Supplied material ▸
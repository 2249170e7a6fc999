//! Solver configuration file and environment support.
//!
//! Settings are read from a TOML file with a single `[solver]` table:
//!
//! ```toml
//! [solver]
//! observed_arc_years = 11.0
//! tolerance_percent = 1.0
//! max_iterations = 100
//! ```
//!
//! Every field is optional and falls back to the defaults in
//! [`crate::constants`].

use serde::{Deserialize, Serialize};
use std::env;
use std::fs;
use std::path::{Path, PathBuf};

use crate::constants::{DEFAULT_MAX_ITERATIONS, DEFAULT_OBSERVED_ARC_YEARS, DEFAULT_TOLERANCE_PERCENT};
use crate::error::{SolverError, SolverResult};

/// Environment variable overriding `max_iterations`.
pub const ENV_MAX_ITERATIONS: &str = "DOUBLE_STAR_MAX_ITERATIONS";
/// Environment variable overriding `tolerance_percent`.
pub const ENV_TOLERANCE: &str = "DOUBLE_STAR_TOLERANCE";
/// Environment variable overriding `observed_arc_years`.
pub const ENV_OBSERVED_ARC: &str = "DOUBLE_STAR_OBSERVED_ARC";

/// Configuration file layout.
#[derive(Debug, Clone, Default, Serialize, Deserialize)]
pub struct ConfigFile {
    #[serde(default)]
    pub solver: SolverConfig,
}

/// Tunables of the orbital solver.
#[derive(Debug, Clone, Copy, PartialEq, Serialize, Deserialize)]
pub struct SolverConfig {
    /// Time span over which the partial orbital arc was observed [yr].
    #[serde(default = "default_observed_arc_years")]
    pub observed_arc_years: f64,
    /// Relative change [%] below which a tracked value counts as settled.
    #[serde(default = "default_tolerance_percent")]
    pub tolerance_percent: f64,
    /// Iteration cap before the solver reports non-convergence.
    #[serde(default = "default_max_iterations")]
    pub max_iterations: usize,
}

fn default_observed_arc_years() -> f64 {
    DEFAULT_OBSERVED_ARC_YEARS
}

fn default_tolerance_percent() -> f64 {
    DEFAULT_TOLERANCE_PERCENT
}

fn default_max_iterations() -> usize {
    DEFAULT_MAX_ITERATIONS
}

impl Default for SolverConfig {
    fn default() -> Self {
        Self {
            observed_arc_years: DEFAULT_OBSERVED_ARC_YEARS,
            tolerance_percent: DEFAULT_TOLERANCE_PERCENT,
            max_iterations: DEFAULT_MAX_ITERATIONS,
        }
    }
}

impl SolverConfig {
    /// Load solver configuration from a TOML file.
    ///
    /// # Arguments
    /// * `path` - Path to the configuration file
    ///
    /// # Returns
    /// * `Ok(SolverConfig)` if the file was read, parsed and validated
    /// * `Err(SolverError::Configuration)` otherwise
    pub fn from_file<P: AsRef<Path>>(path: P) -> SolverResult<Self> {
        let content = fs::read_to_string(path.as_ref()).map_err(|e| {
            SolverError::Configuration(format!(
                "Failed to read config file {}: {}",
                path.as_ref().display(),
                e
            ))
        })?;

        Self::from_toml_str(&content)
    }

    /// Parse and validate configuration from TOML text.
    pub fn from_toml_str(content: &str) -> SolverResult<Self> {
        let file: ConfigFile = toml::from_str(content).map_err(|e| {
            SolverError::Configuration(format!("Failed to parse config file: {}", e))
        })?;

        file.solver.validate()?;
        Ok(file.solver)
    }

    /// Load configuration from the default location.
    ///
    /// Searches for `double-star.toml` in:
    /// 1. Current directory
    /// 2. `config/` directory
    /// 3. Parent directory
    ///
    /// # Returns
    /// * `Ok(Some(config))` if a file was found and parsed
    /// * `Ok(None)` if no file exists in any of the locations
    /// * `Err` if a file exists but cannot be read or parsed
    pub fn from_default_location() -> SolverResult<Option<Self>> {
        let search_paths = [
            PathBuf::from("double-star.toml"),
            PathBuf::from("config/double-star.toml"),
            PathBuf::from("../double-star.toml"),
        ];

        for path in search_paths {
            if path.exists() {
                log::debug!("Loading solver configuration from {}", path.display());
                return Self::from_file(&path).map(Some);
            }
        }

        Ok(None)
    }

    /// Apply overrides from environment variables.
    ///
    /// # Environment Variables
    /// - `DOUBLE_STAR_MAX_ITERATIONS` (optional): iteration cap
    /// - `DOUBLE_STAR_TOLERANCE` (optional): convergence tolerance in percent
    /// - `DOUBLE_STAR_OBSERVED_ARC` (optional): observed arc in years
    ///
    /// # Errors
    /// Returns an error if a variable is set but cannot be parsed, or the
    /// resulting configuration is invalid.
    pub fn with_env_overrides(mut self) -> SolverResult<Self> {
        if let Ok(value) = env::var(ENV_MAX_ITERATIONS) {
            self.max_iterations = value.trim().parse().map_err(|_| {
                SolverError::Configuration(format!(
                    "{} must be a positive integer, got '{}'",
                    ENV_MAX_ITERATIONS, value
                ))
            })?;
        }
        if let Ok(value) = env::var(ENV_TOLERANCE) {
            self.tolerance_percent = parse_env_f64(ENV_TOLERANCE, &value)?;
        }
        if let Ok(value) = env::var(ENV_OBSERVED_ARC) {
            self.observed_arc_years = parse_env_f64(ENV_OBSERVED_ARC, &value)?;
        }

        self.validate()?;
        Ok(self)
    }

    /// Defaults, then the default-location file if present, then environment overrides.
    pub fn load() -> SolverResult<Self> {
        Self::from_default_location()?
            .unwrap_or_default()
            .with_env_overrides()
    }

    /// Reject settings the solver cannot run with.
    pub fn validate(&self) -> SolverResult<()> {
        if !(self.observed_arc_years > 0.0 && self.observed_arc_years.is_finite()) {
            return Err(SolverError::Configuration(format!(
                "observed_arc_years must be positive, got {}",
                self.observed_arc_years
            )));
        }
        if !(self.tolerance_percent > 0.0 && self.tolerance_percent.is_finite()) {
            return Err(SolverError::Configuration(format!(
                "tolerance_percent must be positive, got {}",
                self.tolerance_percent
            )));
        }
        if self.max_iterations == 0 {
            return Err(SolverError::Configuration(
                "max_iterations must be at least 1".to_string(),
            ));
        }
        Ok(())
    }
}

fn parse_env_f64(name: &str, value: &str) -> SolverResult<f64> {
    value.trim().parse().map_err(|_| {
        SolverError::Configuration(format!("{} must be a number, got '{}'", name, value))
    })
}

#[cfg(test)]
mod tests {
    use super::*;

    #[test]
    fn test_parse_full_config() {
        let toml = r#"
[solver]
observed_arc_years = 12.5
tolerance_percent = 0.1
max_iterations = 50
"#;

        let config = SolverConfig::from_toml_str(toml).unwrap();
        assert_eq!(config.observed_arc_years, 12.5);
        assert_eq!(config.tolerance_percent, 0.1);
        assert_eq!(config.max_iterations, 50);
    }

    #[test]
    fn test_missing_fields_use_defaults() {
        let toml = r#"
[solver]
max_iterations = 10
"#;

        let config = SolverConfig::from_toml_str(toml).unwrap();
        assert_eq!(config.observed_arc_years, DEFAULT_OBSERVED_ARC_YEARS);
        assert_eq!(config.tolerance_percent, DEFAULT_TOLERANCE_PERCENT);
        assert_eq!(config.max_iterations, 10);
    }

    #[test]
    fn test_empty_file_is_default() {
        let config = SolverConfig::from_toml_str("").unwrap();
        assert_eq!(config, SolverConfig::default());
    }

    #[test]
    fn test_invalid_values_rejected() {
        for toml in [
            "[solver]\nmax_iterations = 0",
            "[solver]\ntolerance_percent = -1.0",
            "[solver]\nobserved_arc_years = 0.0",
        ] {
            let err = SolverConfig::from_toml_str(toml).unwrap_err();
            assert!(matches!(err, SolverError::Configuration(_)), "{toml}");
        }
    }

    #[test]
    fn test_malformed_toml_rejected() {
        let err = SolverConfig::from_toml_str("[solver\nmax_iterations = 3").unwrap_err();
        assert!(err.to_string().contains("Failed to parse config file"));
    }

    #[test]
    fn test_missing_file_is_configuration_error() {
        let err = SolverConfig::from_file("/nonexistent/double-star.toml").unwrap_err();
        assert!(matches!(err, SolverError::Configuration(_)));
    }
}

Task brief ▸ Check every line of the records above for the string "Failed". Copy those that hold it.

Solution for this problem ▸
                "Failed to read config file {}: {}",
            SolverError::Configuration(format!("Failed to parse config file: {}", e))
        assert!(err.to_string().contains("Failed to parse config file"));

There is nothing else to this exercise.